In the aftermath of the floods that have recently ravaged Dane County, the community needs to take action.
In the most immediate sense, the community has already taken heroic levels of action. Volunteers answered the call to fill and place sandbags throughout Monona and Madison and friends and family have helped folks from the hardest-hit places like Mazomanie find comfort and community. Even drivers have generally been nicer and more accommodating as East Washington Avenue and Willy Street have become parking lots during the morning commute.
All of that stuff is important. In a time when the world seems really, really dark, there are few things more affirming than watching your community come together in a crisis. But as the waters recede and clean-up gets underway, this energy has to be applied towards a series of major policy changes — changes that would help prevent future floods that could be even more devastating than what we’ve just experienced.

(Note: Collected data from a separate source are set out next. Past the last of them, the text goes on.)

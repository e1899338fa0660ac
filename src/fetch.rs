use crate::users::User;
use thiserror::Error;

/// Default users endpoint
pub const DEFAULT_ENDPOINT: &str = "https://66f44b0177b5e88970990f5f.mockapi.io/users";

#[derive(Debug, Error)]
pub enum FetchError {
    #[error("request to {url} failed: {message}")]
    Transport { url: String, message: String },
    #[error("{url} returned HTTP {code}")]
    Status { url: String, code: u16 },
    #[error("malformed response body: {0}")]
    Decode(String),
}

/// Source of user records, so the view can be driven without a network
pub trait UserSource: Send + Sync {
    fn fetch_users(&self) -> Result<Vec<User>, FetchError>;
}

pub struct HttpSource {
    url: String,
    agent: ureq::Agent,
}

impl HttpSource {
    pub fn new(url: &str) -> Self {
        Self {
            url: url.to_string(),
            agent: ureq::Agent::new(),
        }
    }

    pub fn url(&self) -> &str {
        &self.url
    }
}

impl UserSource for HttpSource {
    fn fetch_users(&self) -> Result<Vec<User>, FetchError> {
        tracing::debug!(url = %self.url, "GET users");

        let resp = match self.agent.get(&self.url).call() {
            Ok(r) => r,
            Err(ureq::Error::Status(code, _)) => {
                return Err(FetchError::Status {
                    url: self.url.clone(),
                    code,
                })
            }
            Err(e) => {
                return Err(FetchError::Transport {
                    url: self.url.clone(),
                    message: e.to_string(),
                })
            }
        };

        let body = resp.into_string().map_err(|e| FetchError::Transport {
            url: self.url.clone(),
            message: e.to_string(),
        })?;

        serde_json::from_str(&body).map_err(|e| FetchError::Decode(e.to_string()))
    }
}
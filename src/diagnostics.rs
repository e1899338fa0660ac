//! Diagnostic channel for the users view.
//!
//! Every record is emitted as a tracing event, kept in memory, and, when a
//! log file is attached, appended to it as one JSON line.

use anyhow::Result;
use chrono::{DateTime, Utc};
use serde::Serialize;
use std::fs::{File, OpenOptions};
use std::io::Write;
use std::path::{Path, PathBuf};

#[derive(Debug, Clone, Copy, PartialEq, Eq, Serialize)]
#[serde(rename_all = "lowercase")]
pub enum Level {
    Info,
    Error,
}

#[derive(Debug, Clone, Serialize)]
pub struct Diagnostic {
    pub ts: DateTime<Utc>,
    pub level: Level,
    #[serde(rename = "type")]
    pub event_type: String,
    pub message: String,
    #[serde(flatten)]
    pub data: serde_json::Value,
}

#[derive(Default)]
pub struct Diagnostics {
    records: Vec<Diagnostic>,
    file: Option<(PathBuf, File)>,
}

impl Diagnostics {
    pub fn new() -> Self {
        Self::default()
    }

    /// Also append every record to `path`
    pub fn with_log_file(path: &Path) -> Result<Self> {
        let file = OpenOptions::new().create(true).append(true).open(path)?;
        Ok(Self {
            records: Vec::new(),
            file: Some((path.to_path_buf(), file)),
        })
    }

    pub fn records(&self) -> &[Diagnostic] {
        &self.records
    }

    pub fn log_path(&self) -> Option<&Path> {
        self.file.as_ref().map(|(p, _)| p.as_path())
    }

    fn record(&mut self, level: Level, event_type: &str, message: String, data: serde_json::Value) {
        match level {
            Level::Info => tracing::info!(event = event_type, %data, "{}", message),
            Level::Error => tracing::error!(event = event_type, %data, "{}", message),
        }

        let diag = Diagnostic {
            ts: Utc::now(),
            level,
            event_type: event_type.to_string(),
            message,
            data,
        };

        if let Some((path, file)) = self.file.as_mut() {
            let written = serde_json::to_string(&diag)
                .map_err(anyhow::Error::from)
                .and_then(|line| {
                    writeln!(file, "{}", line)?;
                    file.flush()?;
                    Ok(())
                });
            if let Err(e) = written {
                tracing::warn!(path = %path.display(), "failed to write diagnostic: {}", e);
            }
        }

        self.records.push(diag);
    }

    pub fn fetch_started(&mut self, source: &str) {
        self.record(
            Level::Info,
            "fetch_started",
            format!("fetching users from {}", source),
            serde_json::json!({ "source": source }),
        );
    }

    pub fn fetch_ok(&mut self, count: usize, duration_ms: u64) {
        self.record(
            Level::Info,
            "fetch_ok",
            format!("fetched {} users", count),
            serde_json::json!({ "count": count, "duration_ms": duration_ms }),
        );
    }

    pub fn fetch_failed(&mut self, error: &str, duration_ms: u64) {
        self.record(
            Level::Error,
            "fetch_failed",
            format!("Error fetching data: {}", error),
            serde_json::json!({ "error": error, "duration_ms": duration_ms }),
        );
    }
}
//! The roster server binary.

use std::net::SocketAddr;
use std::path::PathBuf;
use std::time::Duration;

use clap::Parser;

use roster_rs::{HttpServer, ServerConfig};

/// A minimal HTTP/1.1 server with a file-backed roster store.
#[derive(Parser, Debug)]
#[command(version, about)]
struct Args {
    /// Address to listen on
    #[arg(long, env = "ROSTER_ADDR", default_value = "127.0.0.1:8080")]
    addr: SocketAddr,

    /// Directory to serve static assets and page templates from
    #[arg(long, env = "ROSTER_WWW_ROOT", default_value = "www-data")]
    www_root: PathBuf,

    /// Snapshot file backing the record store
    #[arg(long, env = "ROSTER_STORE", default_value = "db.json")]
    store: PathBuf,

    /// Maximum number of concurrent connections
    #[arg(long, default_value_t = 1024)]
    max_connections: usize,

    /// Seconds a client may take to deliver a complete request
    #[arg(long, default_value_t = 10)]
    read_timeout: u64,
}

#[tokio::main]
async fn main() -> Result<(), Box<dyn std::error::Error>> {
    env_logger::init();

    let args = Args::parse();
    let config = ServerConfig {
        addr: args.addr,
        max_connections: args.max_connections,
        www_root: args.www_root,
        store_path: args.store,
        read_timeout: Duration::from_secs(args.read_timeout),
    };

    let server = HttpServer::new(config);
    server.start().await?;

    Ok(())
}
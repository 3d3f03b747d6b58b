//! Tests for the HTTP parser.

#[cfg(test)]
mod tests {
    use tokio::io::BufReader;

    use crate::parser::{
        decode_component, parse_form, parse_pairs, read_request, Error, HttpVersion, Method,
    };

    async fn parse(bytes: &[u8]) -> Result<crate::parser::HttpRequest, Error> {
        let mut reader = BufReader::new(bytes);
        read_request(&mut reader).await
    }

    #[tokio::test]
    async fn test_parse_simple_get_request() {
        let request = b"GET /index.html HTTP/1.1\r\nHost: example.com\r\n\r\n";
        let result = parse(request).await.unwrap();
        assert_eq!(result.method, Method::GET);
        assert_eq!(result.target, "/index.html");
        assert_eq!(result.version, HttpVersion::Http11);
        assert_eq!(result.headers.get("Host").unwrap(), "example.com");
        assert!(result.body.is_empty());
    }

    #[tokio::test]
    async fn test_parse_request_with_multiple_headers() {
        let request =
            b"GET /index.html HTTP/1.1\r\nHost: example.com\r\nUser-Agent: test\r\nAccept: */*\r\n\r\n";
        let result = parse(request).await.unwrap();
        assert_eq!(result.headers.get("Host").unwrap(), "example.com");
        assert_eq!(result.headers.get("User-Agent").unwrap(), "test");
        assert_eq!(result.headers.get("Accept").unwrap(), "*/*");
    }

    #[tokio::test]
    async fn test_case_insensitive_header_lookup() {
        let request = b"GET / HTTP/1.1\r\nHost: example.com\r\n\r\n";
        let result = parse(request).await.unwrap();
        assert!(result.has_header("host"));
        assert!(result.has_header("HOST"));
        assert!(result.has_header("Host"));
    }

    #[tokio::test]
    async fn test_two_token_request_line() {
        let request = b"GET /\r\nHost: example.com\r\n\r\n";
        let result = parse(request).await;
        assert!(matches!(result, Err(Error::MalformedRequestLine(_))));
    }

    #[tokio::test]
    async fn test_empty_stream() {
        let result = parse(b"").await;
        assert!(matches!(result, Err(Error::MalformedRequestLine(_))));
    }

    #[tokio::test]
    async fn test_missing_host_header() {
        let request = b"GET /index.html HTTP/1.1\r\n\r\n";
        let result = parse(request).await;
        assert!(matches!(result, Err(Error::MissingHostHeader)));
    }

    #[tokio::test]
    async fn test_header_without_colon() {
        let request = b"GET / HTTP/1.1\r\nHost: example.com\r\nBrokenHeader\r\n\r\n";
        let result = parse(request).await;
        assert!(matches!(result, Err(Error::MalformedHeader(ref h)) if h == "BrokenHeader"));
    }

    #[tokio::test]
    async fn test_header_value_is_trimmed() {
        let request = b"GET / HTTP/1.1\r\nHost:    example.com   \r\n\r\n";
        let result = parse(request).await.unwrap();
        assert_eq!(result.headers.get("Host").unwrap(), "example.com");
    }

    #[tokio::test]
    async fn test_unsupported_version() {
        let request = b"GET / HTTP/1.0\r\nHost: example.com\r\n\r\n";
        let result = parse(request).await;
        assert!(matches!(result, Err(Error::UnsupportedVersion(ref v)) if v == "HTTP/1.0"));
    }

    #[tokio::test]
    async fn test_disallowed_method() {
        let request = b"DELETE /anything HTTP/1.1\r\nHost: example.com\r\n\r\n";
        let result = parse(request).await;
        assert!(matches!(result, Err(Error::MethodNotAllowed(ref m)) if m == "DELETE"));
    }

    #[tokio::test]
    async fn test_version_checked_before_method() {
        // A bad version on a disallowed method still reads as a version
        // problem, so the server answers 400 rather than 405.
        let request = b"DELETE / HTTP/0.9\r\nHost: example.com\r\n\r\n";
        let result = parse(request).await;
        assert!(matches!(result, Err(Error::UnsupportedVersion(_))));
    }

    #[tokio::test]
    async fn test_body_read_to_content_length() {
        let request =
            b"POST /app-add HTTP/1.1\r\nHost: example.com\r\nContent-Length: 21\r\n\r\nfirst=Mick&last=Jager";
        let result = parse(request).await.unwrap();
        assert_eq!(result.method, Method::POST);
        assert_eq!(result.body, b"first=Mick&last=Jager");
    }

    #[tokio::test]
    async fn test_non_integer_content_length() {
        let request = b"POST /app-add HTTP/1.1\r\nHost: example.com\r\nContent-Length: abc\r\n\r\n";
        let result = parse(request).await;
        assert!(matches!(result, Err(Error::InvalidContentLength(ref v)) if v == "abc"));
    }

    #[tokio::test]
    async fn test_oversized_content_length_rejected_before_allocation() {
        // An exabyte-scale declared length must fail as a bad header, not
        // reach the body buffer allocation.
        let request =
            b"POST /app-add HTTP/1.1\r\nHost: example.com\r\nContent-Length: 1152921504606846976\r\n\r\n";
        let result = parse(request).await;
        assert!(matches!(
            result,
            Err(Error::InvalidContentLength(ref v)) if v == "1152921504606846976"
        ));
    }

    #[tokio::test]
    async fn test_content_length_at_limit_is_accepted() {
        let mut request =
            b"POST /app-add HTTP/1.1\r\nHost: example.com\r\nContent-Length: 1048576\r\n\r\n".to_vec();
        request.extend(std::iter::repeat(b'x').take(1048576));
        let result = parse(&request).await.unwrap();
        assert_eq!(result.body.len(), 1048576);
    }

    #[tokio::test]
    async fn test_truncated_body() {
        let request = b"POST /app-add HTTP/1.1\r\nHost: example.com\r\nContent-Length: 50\r\n\r\nshort";
        let result = parse(request).await;
        assert!(matches!(result, Err(Error::Io(_))));
    }

    #[tokio::test]
    async fn test_first_segment() {
        let request = b"GET /app-index?first=Mick&last= HTTP/1.1\r\nHost: example.com\r\n\r\n";
        let result = parse(request).await.unwrap();
        assert_eq!(result.first_segment(), "app-index?first=Mick&last=");

        let request = b"GET /css/style.css HTTP/1.1\r\nHost: example.com\r\n\r\n";
        let result = parse(request).await.unwrap();
        assert_eq!(result.first_segment(), "css");

        let request = b"GET / HTTP/1.1\r\nHost: example.com\r\n\r\n";
        let result = parse(request).await.unwrap();
        assert_eq!(result.first_segment(), "");
    }

    #[test]
    fn test_decode_component() {
        assert_eq!(decode_component("Mick"), "Mick");
        assert_eq!(decode_component("Mick+Jagger"), "Mick Jagger");
        assert_eq!(decode_component("O%27Brien"), "O'Brien");
        // Invalid escapes pass through untouched
        assert_eq!(decode_component("100%"), "100%");
        assert_eq!(decode_component("%zz"), "%zz");
    }

    #[test]
    fn test_parse_pairs_drops_malformed() {
        let pairs = parse_pairs("first=Mick&broken&last=Jagger&a=b=c");
        assert_eq!(
            pairs,
            vec![
                ("first".to_string(), "Mick".to_string()),
                ("last".to_string(), "Jagger".to_string()),
            ]
        );
    }

    #[test]
    fn test_parse_form_both_orders() {
        let form = parse_form(b"first=Mick&last=Jagger").unwrap();
        assert_eq!(form.first, "Mick");
        assert_eq!(form.last, "Jagger");

        let form = parse_form(b"last=Jagger&first=Mick").unwrap();
        assert_eq!(form.first, "Mick");
        assert_eq!(form.last, "Jagger");
    }

    #[test]
    fn test_parse_form_decodes_values() {
        let form = parse_form(b"first=Mick+K&last=O%27Brien").unwrap();
        assert_eq!(form.first, "Mick K");
        assert_eq!(form.last, "O'Brien");
    }

    #[test]
    fn test_parse_form_rejects_bad_shapes() {
        assert!(matches!(parse_form(b"first=Mick"), Err(Error::MalformedForm(_))));
        assert!(matches!(
            parse_form(b"first=Mick&middle=X&last=Jagger"),
            Err(Error::MalformedForm(_))
        ));
        assert!(matches!(
            parse_form(b"first=Mick&middle=X"),
            Err(Error::MalformedForm(_))
        ));
        assert!(matches!(
            parse_form(b"first=Mick&first=Again"),
            Err(Error::MalformedForm(_))
        ));
        assert!(matches!(parse_form(b"garbage"), Err(Error::MalformedForm(_))));
        assert!(matches!(parse_form(b"\xff\xfe&a=b"), Err(Error::MalformedForm(_))));
    }
}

First and foremost, we’ve got to lower the level of Lake Mendota. The lake has been kept artificially high for decades, in large part to make sure the owners of the biggest speed boats can go zipping around the lake and so that waterfront property owners have an easier time maintaining their docks. It’s the county’s gift to the wealthy but they aren’t the ones who will feel the cost of flooding the most. As so often happens, a public subsidy to the wealthy becomes a tax on the middle class and poor.
This action is long overdue. Isthmus published a column 11 years ago warning about the flood risk from an artificially elevated Lake Mendota. This has been public knowledge since Wii Sports was the hot new video game. For years, researchers from the University of Wisconsin have had hydrological models showing that a single storm could make Lake Mendota overflow. Steven Verburg of the Wisconsin State Journal wrote a story showing how climate and policy changes create the potential for catastrophic flooding. Verburg’s story ran only four weeks ago.
The warnings were many but were still ignored. We cannot let this happen again. Dane County officials are the ones responsible for the level of Lake Mendota. They need to take steps immediately to create policy that will lower the summer level of the lake.
Lowering Lake Mendota is a crucial policy goal but it is not the only one. For the last eight years, state government, under Gov. Scott Walker, has stripped environmental protections at every level. The Department of Natural Resources has become a rubber stamp for business interests, utterly abandoning the agency’s historic role as a caretaker for the environmental resources we all depend on.
One particularly egregious way state policy is making this worse involves regulations around runoff. Property developers are replacing rain-soaking green space with asphalt, which means that more water becomes runoff and flows into our lakes. But the county is now powerless to stop it. This year, Walker signed a bill forbidding local governments from adopting stronger runoff standards than the state. Over the weekend, Walker stopped for a photo-op at Tenney Park to fill some sandbags. I’m glad he picked up a shovel, but it doesn’t come anywhere near undoing the damage he did with a signature.
We need to restore the balance between environmental protection and the short-term gains of private industry. Luckily, Wisconsinites have a chance to restore some balance on Election Day in November.
Finally, we need to recognize that man-made climate change is real. As the folks from the UW Center for Limnology noted in a blog post, we can’t say that any one storm series — including what we’ve experienced over the last week — is a result of climate change. However, when you look at lots and lots of climate data, it is clear that our climate is getting hotter and wetter and that we are experiencing more extreme storms on a more frequent basis.
Over the last decade, we’ve seen massive floods across the Midwest. This very week, the La Crosse area has also had to deal with flash floods and evacuations. Our continued inaction on climate change is only going to make these storms costlier and deadlier.
I’m glad everyone decided to ban straws but it is going to take more than that. We need committed and dedicated action — on the local, state, federal and international level — to limit man-made climate change.
None of these policy changes will be easy. But with a price tag for local storm damage already topping more than $100 million in a single week, they are absolutely necessary.
And, if nothing else, let’s stop listening to the speed boat people and lower the lake already.
Alan Talaga co-writes the Off the Square cartoon with Jon Lyons.